GenStage code architecture

Context

I’m currently working on a real-time flow monitoring project but I have several questions about my architecture and the use of GenStage.


Architecture

Currently, I need 4 “processing steps”. My simplified workflow looks like this:

            --> [CX] -+-> [DX]
[A] -> [B] -+-> [CY] -+-> [DY]
            --> [CZ] -+-> [DZ]

Here, A, B, C and D represent a step in the processing of my data.

X, Y, and Z represent a type of processing step.
In order to clarify what I call “type” for C and D, these two processing steps are divided into sub-steps that can be processed independently of each other.

In my current architecture A, B, CX..Y and DX..Y are GenStage. B and CX..Y are each used in BroadcastDispatcher in order to send the events to all their consumers.

To summarize: A gets the data and sends it to B, B sends it to each type of C and each type of C sends the data to each type of D.


Problem

I am currently asking myself several questions and I need an outside opinion because I am stuck on certain points.

How to replicate C and D?

Indeed, I’m starting to realize that the processing time of some types can sometimes reach several minutes which is blocking my flow of events during this time.

My main problem here is that B and C broadcast their events to ALL subscribers. Let’s imagine that I have 2 types of processing for C that we’ll call X, Y.

So that gives us the following scheme:

[A] -> [B] -+-> [CX] -+-> [D]
            --> [CY] -+

Now, let’s say I duplicate processing type X because I’ve noticed that sometimes this type takes too long to perform. So I’m going to end up with this:

            --> [CX1] -+
[A] -> [B] -+-> [CX2] -+-> [D]
            --> [CY]  -+

Here the problem is that my type X will receive the data twice and I find myself with the same problem as at the beginning.
What I’m looking for is something where for each type, a consumer who is free will process the data (here, CX1 is busy):

                [CX1] -+
[A] -> [B] -+-> [CX2] -+-> [D]
            --> [CY]  -+

I think I probably have the wrong way to use GenStage so I’d like to get your opinion.

Thanks in advance.

Looks like a perfect use-case for poolboy.

Implement one single C process that receives processing request and wrap D executors into poolboy.transaction/2.

Another approach would be to implement C as a DynamicSupervisor and spawn new supervised children for each request.

1 Like

If You need to partition work, You might also have a look at Flow.

First of all, thank you for your answer.

I had also thought of using poolboy but I couldn’t see how to use it without “breaking” my GenStage chain.


Currently, A, B, CX..Z and DX..Z are all GenStage.

If I understood correctly what you’re telling me, in solution 1, A, B and C would be GenStage and D would be a process pool notified by C.
But in this case, the problem remains the same, doesn’t it?
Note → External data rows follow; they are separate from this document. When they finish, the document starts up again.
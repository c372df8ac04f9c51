//! In-memory registry of currently-running sessions.
//!
//! An acceleration path beside the file-derived session list: lifecycle hook
//! subscribers mutate it so liveness checks and heartbeat metric deltas never
//! need a log scan. The registry is the sole owner of the "last observed
//! value" baselines used for delta computation.

use crate::sessions::{SessionMeta, SessionStatus};
use chrono::{SecondsFormat, Utc};
use std::collections::HashMap;
use std::sync::Mutex;
use tokio::task::JoinHandle;

/// Metric movement since the previous `update_metrics` call.
#[derive(Debug, Clone, Copy, PartialEq, Eq, Default)]
pub struct MetricsDelta {
    pub llm_calls_delta: u64,
    pub tokens_delta: u64,
}

struct SessionEntry {
    meta: SessionMeta,
    error: Option<String>,
    llm_calls: u64,
    tokens: u64,
    last_llm_calls: u64,
    last_tokens: u64,
    heartbeat: Option<JoinHandle<()>>,
}

/// Registry of active sessions, mutated only by hook subscribers.
pub struct SessionRegistry {
    inner: Mutex<HashMap<String, SessionEntry>>,
}

impl SessionRegistry {
    pub fn new() -> Self {
        Self {
            inner: Mutex::new(HashMap::new()),
        }
    }

    /// Register a freshly started session with zeroed counters.
    pub fn add(&self, session_id: &str, engine: &str, title: &str) {
        let meta = SessionMeta {
            id: session_id.to_string(),
            status: SessionStatus::Running,
            started_at: now_rfc3339(),
            engine: engine.to_string(),
            title: title.to_string(),
            ended_at: None,
        };
        self.lock().insert(
            session_id.to_string(),
            SessionEntry {
                meta,
                error: None,
                llm_calls: 0,
                tokens: 0,
                last_llm_calls: 0,
                last_tokens: 0,
                heartbeat: None,
            },
        );
    }

    /// Mark a session ended and cancel its heartbeat task.
    ///
    /// Safe to call twice: the heartbeat handle is taken out of the entry, so
    /// a second finish finds nothing to cancel.
    pub fn finish(&self, session_id: &str, status: SessionStatus, error: Option<String>) {
        let handle = {
            let mut inner = self.lock();
            let Some(entry) = inner.get_mut(session_id) else {
                return;
            };
            entry.meta.status = status;
            entry.meta.ended_at = Some(now_rfc3339());
            entry.error = error;
            entry.heartbeat.take()
        };
        if let Some(handle) = handle {
            handle.abort();
        }
    }

    /// Attach the per-session heartbeat task so `finish` can cancel it.
    pub fn set_heartbeat_task(&self, session_id: &str, handle: JoinHandle<()>) {
        let mut inner = self.lock();
        if let Some(entry) = inner.get_mut(session_id) {
            entry.heartbeat = Some(handle);
        } else {
            // Session already finished; don't leak a running task.
            handle.abort();
        }
    }

    /// Ids of sessions still marked running.
    pub fn active_ids(&self) -> Vec<String> {
        self.lock()
            .values()
            .filter(|entry| entry.meta.status == SessionStatus::Running)
            .map(|entry| entry.meta.id.clone())
            .collect()
    }

    pub fn is_active(&self, session_id: &str) -> bool {
        self.lock()
            .get(session_id)
            .is_some_and(|entry| entry.meta.status == SessionStatus::Running)
    }

    /// Bump the running counters after an LLM call completes.
    pub fn record_llm_call(&self, session_id: &str, tokens: u64) {
        let mut inner = self.lock();
        if let Some(entry) = inner.get_mut(session_id) {
            entry.llm_calls += 1;
            entry.tokens += tokens;
        }
    }

    /// Delta since the previous call, advancing the stored baseline.
    pub fn update_metrics(&self, session_id: &str) -> Option<MetricsDelta> {
        let mut inner = self.lock();
        let entry = inner.get_mut(session_id)?;
        let delta = MetricsDelta {
            llm_calls_delta: entry.llm_calls - entry.last_llm_calls,
            tokens_delta: entry.tokens - entry.last_tokens,
        };
        entry.last_llm_calls = entry.llm_calls;
        entry.last_tokens = entry.tokens;
        Some(delta)
    }

    /// Snapshot of one session's metadata, if registered.
    pub fn get(&self, session_id: &str) -> Option<SessionMeta> {
        self.lock().get(session_id).map(|entry| entry.meta.clone())
    }

    fn lock(&self) -> std::sync::MutexGuard<'_, HashMap<String, SessionEntry>> {
        self.inner
            .lock()
            .unwrap_or_else(std::sync::PoisonError::into_inner)
    }
}

fn now_rfc3339() -> String {
    Utc::now().to_rfc3339_opts(SecondsFormat::Micros, true)
}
If C takes 20 mins to run, D won’t receive any data during that time.

As for the second solution, I’ll have 2 GenStage and 2 process groups or GenServer, right?

Thank you also for your answer.
I’ve never used Flow before. I’ll read the documentation and get back to you

Indeed, if C is who runs 20 mins, you are to break your GenStage chain before C. GenStage and poolboy don’t play well together, so I would introduce BC Consumer that would terminate GenStage chain after B and delegate to poolboy for C.

I doubt Flow would help much in this scenario, because the existence of GenStage implies you have all your cores busy with C processes, haven’t you?

Isn’t C equal to C[X…Y]? In that case B could dispatch to the given C.

I actually used processes to model my processing, yes.

It is indeed the same and B could dispatch to C.


I was wondering: would it be possible to have one GenStage per type (C[X..Y])?
This GenStage, once it receives a request (handle_demand/2), it assigns the processing to another process (Task or poolboy), meanwhile, the callback handle_demand/2 return {:noreply, [], state} so that the GenStage will be able to continue to listen to its producers and as soon as the worker has finished his task, it will notify (GenStage. cast/2) the GenStage so that the GenStage can send its response to the consumer.